If you own the property as joint tenants, it is presumed that you own the property in equal shares unless there is documentary evidence to show that it was agreed otherwise. If one party dies, then under joint tenants the deceased’s share passes automatically to the surviving party.
If you own the property as tenants in common, then the size of your share is normally specified and can be equal or unequal. It is usually illustrated in either a TR1 or in a declaration of trust. Under tenants in common the deceased’s share passes under the terms of their Will or if there is no will the rules of intestacy.
When the property is held in your sole name then you are the legal owner.
The assumption is that you are also the beneficial owner but that may not always be the case. If another party claims they also have an interest in a property, then they will need to prove this. There are two scenarios where this often occurs.

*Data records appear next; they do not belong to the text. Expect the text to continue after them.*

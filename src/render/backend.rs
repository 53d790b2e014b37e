//! Compositor surface abstraction.
//!
//! The store never touches a GPU or the window system directly; it talks
//! to whatever the outer terminal plugs in through [`CompositorSurface`]
//! (spec.md §6 "Compositor surface"). This mirrors the teacher's
//! `RenderBackend`/`ErasedSurface` split, minus anything GPU-specific we
//! have no use for here.

use crate::store::frame::ArgbBuffer;

/// Opaque handle to a pixmap the compositor owns. The store stores these
/// on [`crate::store::placement::Placement`] slots and never inspects the
/// contents; only [`CompositorSurface`] knows what `id` means.
#[derive(Debug, Clone, Copy, PartialEq, Eq, Hash)]
pub struct PixmapHandle(u64);

impl PixmapHandle {
    pub fn new(id: u64) -> Self {
        Self(id)
    }

    pub fn raw(&self) -> u64 {
        self.0
    }
}

/// The interface the core consumes from the pixel compositor (spec.md §6):
/// allocate a pixmap, upload ARGB32 pixels to it, composite a rect of it to
/// the destination surface (optionally inverted), and free it.
pub trait CompositorSurface {
    /// Allocate a `width x height` 32bpp pixmap and upload `pixels`
    /// (premultiplied ARGB32, row-major). Returns a handle the store will
    /// hold until [`CompositorSurface::free_pixmap`] is called.
    fn upload_pixmap(&mut self, pixels: &ArgbBuffer) -> PixmapHandle;

    /// Composite `src_rect` of `pixmap` onto the destination surface at
    /// `(dst_x, dst_y)`. `reverse` requests the bitwise-inverted blend
    /// used for the cursor/selection highlight (spec.md §9: an
    /// approximation operating on premultiplied pixels, kept as-is).
    fn composite(
        &mut self,
        pixmap: PixmapHandle,
        src_rect: (u32, u32, u32, u32),
        dst: (i32, i32),
        reverse: bool,
    );

    /// Release a pixmap previously returned by `upload_pixmap`.
    fn free_pixmap(&mut self, pixmap: PixmapHandle);
}
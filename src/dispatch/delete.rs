//! `d`: deletion, scope selection, and cell-clearing callback (spec.md
//! §4.9).

use crate::error::CoreError;
use crate::ids::{ImageId, PlacementId};
use crate::protocol::command::{Command, DeleteSpecifier};
use crate::protocol::response::{self, DispatchResult};
use crate::render::CompositorSurface;
use crate::store::context::Store;

/// Supplied by the outer terminal: told which placement's cells to clear
/// when a placement is torn down. The terminal decides, per cell, whether
/// to leave a Unicode-placeholder cell alone (spec.md §4.9, §6).
pub trait CellCallback {
    fn clear_placement(&mut self, image_id: ImageId, placement_id: PlacementId);
}

/// A [`CellCallback`] that does nothing; useful for tests and headless use.
impl CellCallback for () {
    fn clear_placement(&mut self, _image_id: ImageId, _placement_id: PlacementId) {}
}

/// `a=d`: tears down placements (and, on the uppercase specifier variants,
/// the owning image too) according to the scope selector.
pub fn handle_delete(
    store: &mut Store,
    cells: &mut dyn CellCallback,
    surface: &mut dyn CompositorSurface,
    cmd: &Command,
) -> Result<DispatchResult, CoreError> {
    let spec = cmd.delete_specifier.ok_or_else(|| CoreError::Invalid("d= requires a scope specifier".into()))?;

    match spec {
        DeleteSpecifier::All(delete_images) => {
            let ids: Vec<ImageId> = store.images.keys().copied().collect();
            for image_id in ids {
                delete_image_placements(store, cells, surface, image_id, delete_images);
            }
        }
        DeleteSpecifier::ById(delete_image_if_empty) => {
            if cmd.image_id == 0 {
                return Err(CoreError::Invalid("d=i/I requires i=".into()));
            }
            if cmd.placement_id != 0 {
                cells.clear_placement(cmd.image_id, cmd.placement_id);
                store.teardown_placement(cmd.image_id, cmd.placement_id, surface);
                let now_empty = store.image(cmd.image_id).map(|img| img.placements.is_empty()).unwrap_or(false);
                if delete_image_if_empty && now_empty {
                    store.teardown_image(cmd.image_id, surface);
                }
            } else {
                delete_image_placements(store, cells, surface, cmd.image_id, delete_image_if_empty);
            }
        }
        DeleteSpecifier::Newest(delete_images) => {
            if cmd.image_number == 0 {
                return Err(CoreError::Invalid("d=n/N requires I=".into()));
            }
            if let Some(image_id) = store.image_by_number(cmd.image_number).map(|img| img.image_id) {
                delete_image_placements(store, cells, surface, image_id, delete_images);
            }
        }
    }

    Ok(DispatchResult {
        reply: response::success(cmd.quiet, false, cmd.image_id, cmd.image_number, cmd.placement_id),
        placeholder: None,
    })
}

/// Clears every placement's cells on `image_id`, then either tears down the
/// whole image or just its placements (freeing pixmaps and cache files
/// either way).
fn delete_image_placements(
    store: &mut Store,
    cells: &mut dyn CellCallback,
    surface: &mut dyn CompositorSurface,
    image_id: ImageId,
    delete_image: bool,
) {
    let placement_ids: Vec<PlacementId> =
        store.image(image_id).map(|img| img.placements.keys().copied().collect()).unwrap_or_default();
    for placement_id in &placement_ids {
        cells.clear_placement(image_id, *placement_id);
    }
    if delete_image {
        store.teardown_image(image_id, surface);
    } else {
        for placement_id in placement_ids {
            store.teardown_placement(image_id, placement_id, surface);
        }
    }
}

#[cfg(test)]
mod tests {
    use super::*;
    use crate::clock::FakeClock;
    use crate::render::backends::null::NullSurface;

    fn store() -> Store {
        Store::with_clock(&std::env::temp_dir(), Box::new(FakeClock::new(0))).unwrap()
    }

    #[test]
    fn deleting_by_id_removes_only_that_image() {
        let mut s = store();
        let a = s.new_image(1);
        let b = s.new_image(2);
        let mut surface = NullSurface::new();
        let mut cmd = Command { image_id: a, delete_specifier: Some(DeleteSpecifier::ById(true)), ..Default::default() };
        handle_delete(&mut s, &mut (), &mut surface, &cmd).unwrap();
        assert!(s.image(a).is_none());
        assert!(s.image(b).is_some());
        cmd.image_id = b;
    }

    #[test]
    fn deleting_by_id_frees_pixmaps_and_cache_file() {
        use crate::store::frame::{ArgbBuffer, Frame};
        use crate::store::placement::PlacementPixmap;

        let mut s = store();
        let img_id = s.new_image(1);
        let path = s.cache_dir.frame_path(img_id, 1);
        std::fs::write(&path, b"data").unwrap();
        let mut surface = NullSurface::new();
        let handle = surface.upload_pixmap(&ArgbBuffer::new(1, 1));

        let placement_id = s.new_placement(img_id, 0).unwrap();
        let img = s.image_mut(img_id).unwrap();
        let mut f = Frame::new(1, 0);
        f.disk_size = 4;
        img.frames.push(f);
        img.placements.get_mut(&placement_id).unwrap().set_pixmap(1, PlacementPixmap { handle, byte_size: 4 });

        let cmd = Command { image_id: img_id, delete_specifier: Some(DeleteSpecifier::ById(true)), ..Default::default() };
        handle_delete(&mut s, &mut (), &mut surface, &cmd).unwrap();

        assert!(s.image(img_id).is_none());
        assert!(!path.exists());
        assert_eq!(surface.live_count(), 0);
    }

    #[test]
    fn deleting_placement_only_keeps_image_unless_uppercase() {
        let mut s = store();
        let img = s.new_image(1);
        let p = s.new_placement(img, 0).unwrap();
        let mut surface = NullSurface::new();
        let cmd = Command {
            image_id: img,
            placement_id: p,
            delete_specifier: Some(DeleteSpecifier::ById(false)),
            ..Default::default()
        };
        handle_delete(&mut s, &mut (), &mut surface, &cmd).unwrap();
        assert!(s.image(img).is_some());
        assert!(!s.image(img).unwrap().placements.contains_key(&p));
    }

    #[test]
    fn second_delete_of_same_image_is_a_no_op() {
        let mut s = store();
        let img = s.new_image(1);
        let mut surface = NullSurface::new();
        let cmd = Command { image_id: img, delete_specifier: Some(DeleteSpecifier::ById(true)), ..Default::default() };
        handle_delete(&mut s, &mut (), &mut surface, &cmd).unwrap();
        assert!(handle_delete(&mut s, &mut (), &mut surface, &cmd).is_ok());
        assert!(s.image(img).is_none());
    }

    #[test]
    fn missing_specifier_is_invalid() {
        let mut s = store();
        let mut surface = NullSurface::new();
        let cmd = Command::default();
        assert!(handle_delete(&mut s, &mut (), &mut surface, &cmd).is_err());
    }
}
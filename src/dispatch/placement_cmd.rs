//! `p`: creates or replaces a placement (spec.md §4.2, §4.5).

use crate::clock::Milliseconds;
use crate::error::CoreError;
use crate::ids::{ImageId, PlacementId};
use crate::protocol::command::Command;
use crate::protocol::response::{self, CreatePlaceholder, DispatchResult};
use crate::store::context::Store;

use super::dispatcher::resolve_image;

/// `a=p`: creates a placement on the image named by `i=`/`I=`, populating
/// its source rect and row/col hints straight from the command. Actual
/// pixmap production is deferred to the scaler, run lazily at render time
/// once cell metrics are known.
pub fn handle_put(store: &mut Store, cmd: &Command, now: Milliseconds) -> Result<DispatchResult, CoreError> {
    let image_id = resolve_image(store, cmd)?;
    let placement_id = create_placement(store, image_id, cmd, now)?;

    let img = store.image(image_id).unwrap();
    let placement = &img.placements[&placement_id];
    let placeholder = if placement.virtual_ {
        None
    } else {
        Some(CreatePlaceholder { image_id, placement_id })
    };

    Ok(DispatchResult {
        reply: response::success(cmd.quiet, false, image_id, cmd.image_number, placement_id),
        placeholder,
    })
}

/// Shared by `handle_put` and `T` (transmit-and-put, spec.md §4.2): creates
/// a placement on `image_id` using `cmd`'s fields, returning its id.
pub fn create_placement(
    store: &mut Store,
    image_id: ImageId,
    cmd: &Command,
    now: Milliseconds,
) -> Result<PlacementId, CoreError> {
    let placement_id = store
        .new_placement(image_id, cmd.placement_id)
        .ok_or_else(|| CoreError::NotFound(format!("no image {image_id}")))?;

    let img = store.image_mut(image_id).unwrap();
    let placement = img.placements.get_mut(&placement_id).unwrap();
    placement.virtual_ = cmd.virtual_;
    placement.do_not_move_cursor = cmd.do_not_move_cursor;
    placement.src_x = cmd.src_pix_x.max(0) as u32;
    placement.src_y = cmd.src_pix_y.max(0) as u32;
    placement.src_w = if cmd.src_pix_width > 0 { Some(cmd.src_pix_width as u32) } else { None };
    placement.src_h = if cmd.src_pix_height > 0 { Some(cmd.src_pix_height as u32) } else { None };
    placement.cols = if cmd.columns > 0 { Some(cmd.columns as u32) } else { None };
    placement.rows = if cmd.rows > 0 { Some(cmd.rows as u32) } else { None };
    placement.touch(now);

    Ok(placement_id)
}

/// `T` (transmit-and-put) reuses this directly after a successful first
/// transmission.
pub fn create_default_placement(store: &mut Store, image_id: ImageId, cmd: &Command) -> Result<PlacementId, CoreError> {
    let now = store.now();
    create_placement(store, image_id, cmd, now)
}

#[cfg(test)]
mod tests {
    use super::*;
    use crate::clock::FakeClock;

    fn store() -> Store {
        Store::with_clock(&std::env::temp_dir(), Box::new(FakeClock::new(0))).unwrap()
    }

    #[test]
    fn put_creates_placement_with_source_rect() {
        let mut s = store();
        let img = s.new_image(1);
        let mut cmd = Command::default();
        cmd.image_id = img;
        cmd.columns = 4;
        let result = handle_put(&mut s, &cmd, 0).unwrap();
        assert!(result.placeholder.is_some());
        let placement = s.image(img).unwrap().placements.values().next().unwrap();
        assert_eq!(placement.cols, Some(4));
    }

    #[test]
    fn virtual_placement_gets_no_placeholder() {
        let mut s = store();
        let img = s.new_image(1);
        let mut cmd = Command::default();
        cmd.image_id = img;
        cmd.virtual_ = true;
        let result = handle_put(&mut s, &cmd, 0).unwrap();
        assert!(result.placeholder.is_none());
    }

    #[test]
    fn put_on_missing_image_is_not_found() {
        let mut s = store();
        let mut cmd = Command::default();
        cmd.image_id = 999;
        assert!(handle_put(&mut s, &cmd, 0).is_err());
    }
}
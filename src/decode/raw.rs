//! Raw pixel loader: reads a frame file as packed RGB24 or RGBA32 into an
//! ARGB32 buffer, optionally through a zlib inflater (spec.md §4.4 step 1).

use std::fs::File;
use std::io::Read;
use std::path::Path;

use flate2::read::ZlibDecoder;

use crate::error::CoreError;
use crate::store::frame::{ArgbBuffer, Compression, FrameFormat};

/// Reads `path` as `width x height` pixels in `format` (must be `Rgb24` or
/// `Rgba32`), decompressing with zlib first if `compression` requests it.
/// RGB input gets `alpha = 0xFF`.
pub fn load_raw_pixels(
    path: &Path,
    format: FrameFormat,
    compression: Compression,
    width: u32,
    height: u32,
) -> Result<ArgbBuffer, CoreError> {
    let pixel_size: usize = match format {
        FrameFormat::Rgb24 => 3,
        FrameFormat::Rgba32 => 4,
        _ => return Err(CoreError::Invalid("raw loader requires format 24 or 32".into())),
    };

    let file = File::open(path)
        .map_err(|e| CoreError::BadFile(format!("cannot open {}: {e}", path.display())))?;

    let total_pixels = (width as usize) * (height as usize);
    let needed_bytes = total_pixels * pixel_size;
    let bytes = match compression {
        Compression::None => read_exact_or_short(file, needed_bytes)?,
        Compression::Zlib => {
            let mut decoder = ZlibDecoder::new(file);
            let mut buf = Vec::with_capacity(needed_bytes);
            decoder
                .read_to_end(&mut buf)
                .map_err(|e| CoreError::BadFile(format!("zlib inflate failed: {e}")))?;
            buf
        }
    };

    let mut out = ArgbBuffer::new(width, height);
    let available_pixels = (bytes.len() / pixel_size).min(total_pixels);
    for i in 0..available_pixels {
        let byte_i = i * pixel_size;
        let r = bytes[byte_i];
        let g = bytes[byte_i + 1];
        let b = bytes[byte_i + 2];
        let a = if pixel_size == 4 { bytes[byte_i + 3] } else { 0xFF };
        out.pixels[i] =
            (b as u32) | ((g as u32) << 8) | ((r as u32) << 16) | ((a as u32) << 24);
    }
    Ok(out)
}

fn read_exact_or_short(mut file: File, needed: usize) -> Result<Vec<u8>, CoreError> {
    let mut buf = Vec::with_capacity(needed);
    file.read_to_end(&mut buf)
        .map_err(|e| CoreError::BadFile(format!("read failed: {e}")))?;
    Ok(buf)
}
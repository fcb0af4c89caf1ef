//! Document fetching for the reference resolver.
//!
//! Local references read from the filesystem; remote references go through a
//! blocking HTTP client with an optional on-disk cache keyed by the SHA-256
//! of the URL. Concurrent fetches of the same canonical URL are deduplicated
//! to a single in-flight request, since a graph commonly references one
//! external file from many places.

use std::collections::HashMap;
use std::path::PathBuf;
use std::sync::{Arc, Condvar, Mutex};
use std::time::Duration;

use crate::document::DocumentLocation;
use crate::error::{OaslintError, Result};

/// Source of document content, by canonical location.
///
/// Swapped out in tests for canned content.
pub trait DocumentFetcher: Send + Sync {
    fn fetch(&self, location: &DocumentLocation) -> Result<String>;
}

/// Default fetcher: filesystem for local paths, HTTP for URLs.
pub struct Fetcher {
    http: HttpFetcher,
}

impl Fetcher {
    pub fn new() -> Self {
        Self {
            http: HttpFetcher::new(),
        }
    }

    /// Enable the on-disk cache for remote fetches.
    pub fn with_cache_dir(mut self, cache_dir: PathBuf) -> Self {
        self.http = self.http.with_cache_dir(cache_dir);
        self
    }
}

impl Default for Fetcher {
    fn default() -> Self {
        Self::new()
    }
}

impl DocumentFetcher for Fetcher {
    fn fetch(&self, location: &DocumentLocation) -> Result<String> {
        match location {
            DocumentLocation::Local(path) => {
                std::fs::read_to_string(path).map_err(|e| OaslintError::Fetch {
                    location: path.display().to_string(),
                    message: e.to_string(),
                })
            }
            DocumentLocation::Remote(url) => self.http.fetch(url),
        }
    }
}

/// Shared or cloned outcome of one HTTP request.
type FetchOutcome = std::result::Result<String, String>;

struct Flight {
    outcome: Mutex<Option<FetchOutcome>>,
    ready: Condvar,
}

impl Flight {
    fn new() -> Self {
        Self {
            outcome: Mutex::new(None),
            ready: Condvar::new(),
        }
    }

    fn publish(&self, outcome: FetchOutcome) {
        let mut guard = self.outcome.lock().unwrap();
        *guard = Some(outcome);
        self.ready.notify_all();
    }

    fn wait(&self) -> FetchOutcome {
        let mut guard = self.outcome.lock().unwrap();
        loop {
            match guard.as_ref() {
                Some(outcome) => return outcome.clone(),
                None => guard = self.ready.wait(guard).unwrap(),
            }
        }
    }
}

/// Fetches remote documents over HTTP/HTTPS.
pub struct HttpFetcher {
    client: reqwest::blocking::Client,
    cache_dir: Option<PathBuf>,
    inflight: Mutex<HashMap<String, Arc<Flight>>>,
}

impl HttpFetcher {
    /// Create a fetcher with the default 30-second timeout.
    pub fn new() -> Self {
        Self::with_timeout(Duration::from_secs(30))
    }

    pub fn with_timeout(timeout: Duration) -> Self {
        Self {
            client: reqwest::blocking::Client::builder()
                .user_agent("oaslint")
                .timeout(timeout)
                .build()
                .expect("Failed to build HTTP client"),
            cache_dir: None,
            inflight: Mutex::new(HashMap::new()),
        }
    }

    pub fn with_cache_dir(mut self, cache_dir: PathBuf) -> Self {
        self.cache_dir = Some(cache_dir);
        self
    }

    /// Fetch a URL, deduplicating concurrent requests to one in-flight call.
    pub fn fetch(&self, url: &str) -> Result<String> {
        if let Some(cached) = self.read_cache(url) {
            tracing::debug!(url, "remote document served from cache");
            return Ok(cached);
        }

        enum Role {
            Leader(Arc<Flight>),
            Follower(Arc<Flight>),
        }

        let role = {
            let mut inflight = self.inflight.lock().unwrap();
            match inflight.get(url) {
                Some(flight) => Role::Follower(Arc::clone(flight)),
                None => {
                    let flight = Arc::new(Flight::new());
                    inflight.insert(url.to_string(), Arc::clone(&flight));
                    Role::Leader(flight)
                }
            }
        };

        let outcome = match role {
            Role::Leader(flight) => {
                tracing::debug!(url, "fetching remote document");
                let outcome = self.fetch_remote(url);
                if let Ok(content) = &outcome {
                    self.write_cache(url, content);
                }
                self.inflight.lock().unwrap().remove(url);
                flight.publish(outcome.clone());
                outcome
            }
            Role::Follower(flight) => {
                tracing::debug!(url, "waiting on in-flight fetch");
                flight.wait()
            }
        };

        outcome.map_err(|message| OaslintError::Fetch {
            location: url.to_string(),
            message,
        })
    }

    fn fetch_remote(&self, url: &str) -> FetchOutcome {
        let response = self
            .client
            .get(url)
            .send()
            .map_err(|e| e.to_string())?;
        if !response.status().is_success() {
            return Err(format!("HTTP {}", response.status()));
        }
        response.text().map_err(|e| e.to_string())
    }

    fn cache_path(&self, url: &str) -> Option<PathBuf> {
        use sha2::{Digest, Sha256};
        let dir = self.cache_dir.as_ref()?;
        let mut hasher = Sha256::new();
        hasher.update(url.as_bytes());
        let hash = hex::encode(hasher.finalize());
        Some(dir.join(format!("{}.yml", hash)))
    }

    fn read_cache(&self, url: &str) -> Option<String> {
        let path = self.cache_path(url)?;
        std::fs::read_to_string(path).ok()
    }

    fn write_cache(&self, url: &str, content: &str) {
        let Some(path) = self.cache_path(url) else {
            return;
        };
        if let Some(parent) = path.parent() {
            let _ = std::fs::create_dir_all(parent);
        }
        if let Err(e) = std::fs::write(&path, content) {
            tracing::warn!(url, error = %e, "failed to write fetch cache");
        }
    }
}

impl Default for HttpFetcher {
    fn default() -> Self {
        Self::new()
    }
}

We see the above scenarios a lot in our daily practice as solicitors and that is why it is important that before you enter into any transaction such as buying a property with your partner, friend or family member you obtain legal advice otherwise you may have to make a court application in order to resolve the issue at a later date and the matter which can be costly.
If you do find yourself having to issue an application, before you do this a letter of claim must be sent to the other party, setting out your claim, with the facts of the case and what outcome you seek including how much money is sought.
The application is made under the Trusts of Land and Appointment of Trustees Act 1996 (ToLATA 1996). First, you should always be aware of the cost implications with such applications, because unlike the general rule on costs, the losing party has to pay their own costs and those of the successful party.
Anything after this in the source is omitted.